I often hear pundits say: “what does XXX want?” XXX refers to some group of people such as plutocrats, Latinos, Catholics, union workers, etc. etc. etc. More broadly question is what do people need? Years ago Maslow answered that question with his hierarchy of needs. So the question of what does XXX want can be easily answered with XXX wants her/his needs satisfied. The argument is not about “what” but, “how.” Different groups have different beliefs about how to satisfy their needs.
By confusing “what” with “how” politicians and pundits have confused what we want to achieve and how we want to achieve. For example, consider the current discussion about the deficit.

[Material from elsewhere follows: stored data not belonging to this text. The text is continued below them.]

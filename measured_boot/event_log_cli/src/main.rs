/*
 * Copyright (c) Huawei Technologies Co., Ltd. 2025. All rights reserved.
 * Global Trust Authority is licensed under the Mulan PSL v2.
 * You can use this software according to the terms and conditions of the Mulan PSL v2.
 * You may obtain a copy of Mulan PSL v2 at:
 *     http://license.coscl.org.cn/MulanPSL2
 * THIS SOFTWARE IS PROVIDED ON AN "AS IS" BASIS, WITHOUT WARRANTIES OF ANY KIND, EITHER EXPRESS OR
 * IMPLIED, INCLUDING BUT NOT LIMITED TO NON-INFRINGEMENT, MERCHANTABILITY OR FIT FOR A PARTICULAR
 * PURPOSE.
 * See the Mulan PSL v2 for more details.
 */

mod commands;

use clap::Parser;
use commands::LogCommands;
use std::fs::File;
use std::path::{Path, PathBuf};
use std::process::ExitCode;
use tpm_event_log::{
    ByteParseable, ByteReader, DecoderConfig, EventLog, EventLogDecoder, EventLogError, TxtHeapEventLogDescr,
};

#[derive(Parser)]
#[clap(author, version, about = "Decode measured boot event logs", long_about = None)]
struct Cli {
    /// Print the log as JSON instead of text blocks
    #[clap(long)]
    json: bool,

    /// YAML file with decoder limits
    #[clap(short, long)]
    config: Option<PathBuf>,

    #[clap(subcommand)]
    command: LogCommands,
}

fn open_reader(path: &Path) -> Result<ByteReader<File>, EventLogError> {
    let file = File::open(path)?;
    ByteReader::new(file)
}

fn decode(command: &LogCommands, decoder: &EventLogDecoder) -> Result<EventLog, EventLogError> {
    match command {
        LogCommands::Tcg { file } => decoder.decode_tcg_log(&mut open_reader(file)?),
        LogCommands::Txt { file } => decoder.decode_txt12_log(&mut open_reader(file)?),
        LogCommands::TxtHeap { descriptor, buffer } => {
            let descr = TxtHeapEventLogDescr::parse_from(&mut open_reader(descriptor)?)?;
            decoder.decode_txt_heap_log(&descr, &mut open_reader(buffer)?)
        },
    }
}

fn main() -> ExitCode {
    env_logger::Builder::from_env(env_logger::Env::default().default_filter_or("info")).init();
    let cli = Cli::parse();

    let config = match &cli.config {
        Some(path) => match DecoderConfig::from_yaml(path) {
            Ok(config) => config,
            Err(e) => {
                eprintln!("error: {}", e);
                return ExitCode::FAILURE;
            },
        },
        None => DecoderConfig::default(),
    };
    let decoder = EventLogDecoder::new(config);

    let event_log = match decode(&cli.command, &decoder) {
        Ok(event_log) => event_log,
        Err(e) => {
            log::error!("Failed to decode event log: {}", e);
            eprintln!("error: {}", e);
            return ExitCode::FAILURE;
        },
    };
    log::info!("Decoded {} events ({})", event_log.len(), event_log.format);

    if cli.json {
        match serde_json::to_string_pretty(&event_log.to_json_value()) {
            Ok(output) => println!("{}", output),
            Err(e) => {
                eprintln!("error: {}", e);
                return ExitCode::FAILURE;
            },
        }
    } else {
        println!("{}", event_log);
    }
    ExitCode::SUCCESS
}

Does anyone really need the deficit to be larger or smaller? The answer is no. What people want is to have food, shelter, security, health, and on and on. But, politicians do not want to talk about these wants. Politicians prefer to talk about whether or not people want a particular deficit. This is an artificial want. The fiscal cliff is an artificial construct made up entirely by men and only exists in the mind.
How do we change the conversation from the artificial to the real? How do we get politicians to talk about how to satisfy people’s needs rather than how to avoid jumping off the fiscal cliff? This is a complex problem. The answer is simple; ask politicians questions about how they would satisfy our real needs. For example, how does cutting the deficit meet our physiological needs? Put more simply how does cutting the deficit meet our needs for food, water, sex, and on and on? How does cutting the deficit meet our need for safety? How does cutting the deficit meet our need for love? How does cutting the deficit meet our need for self-esteem? How does cutting deficit meet our need for self-actualization? These are the real questions we should be asking. These are the questions we need answers to.
Unfortunately, the pundits and the politicians refuse to ask these questions. They continue to ask what does XXX want? When the answer comes back at XXX wants the deficit reduced and then the deficit is reduced; we discover that people’s basic needs are not satisfied. We need to recognize as a society that some needs such as food, shelter, security, and healthcare are best met with government assistance. Other needs such as the need for sex the need for love and need for self-esteem are best met through one’s self with minimal government assistance. Minimal government assistance may include such things as receiving an education, receiving a means of communicating with others such as the Internet, and on and on. The drive, however, must come from within.
The question “how do we satisfy our needs,” remains. What we want is irrelevant.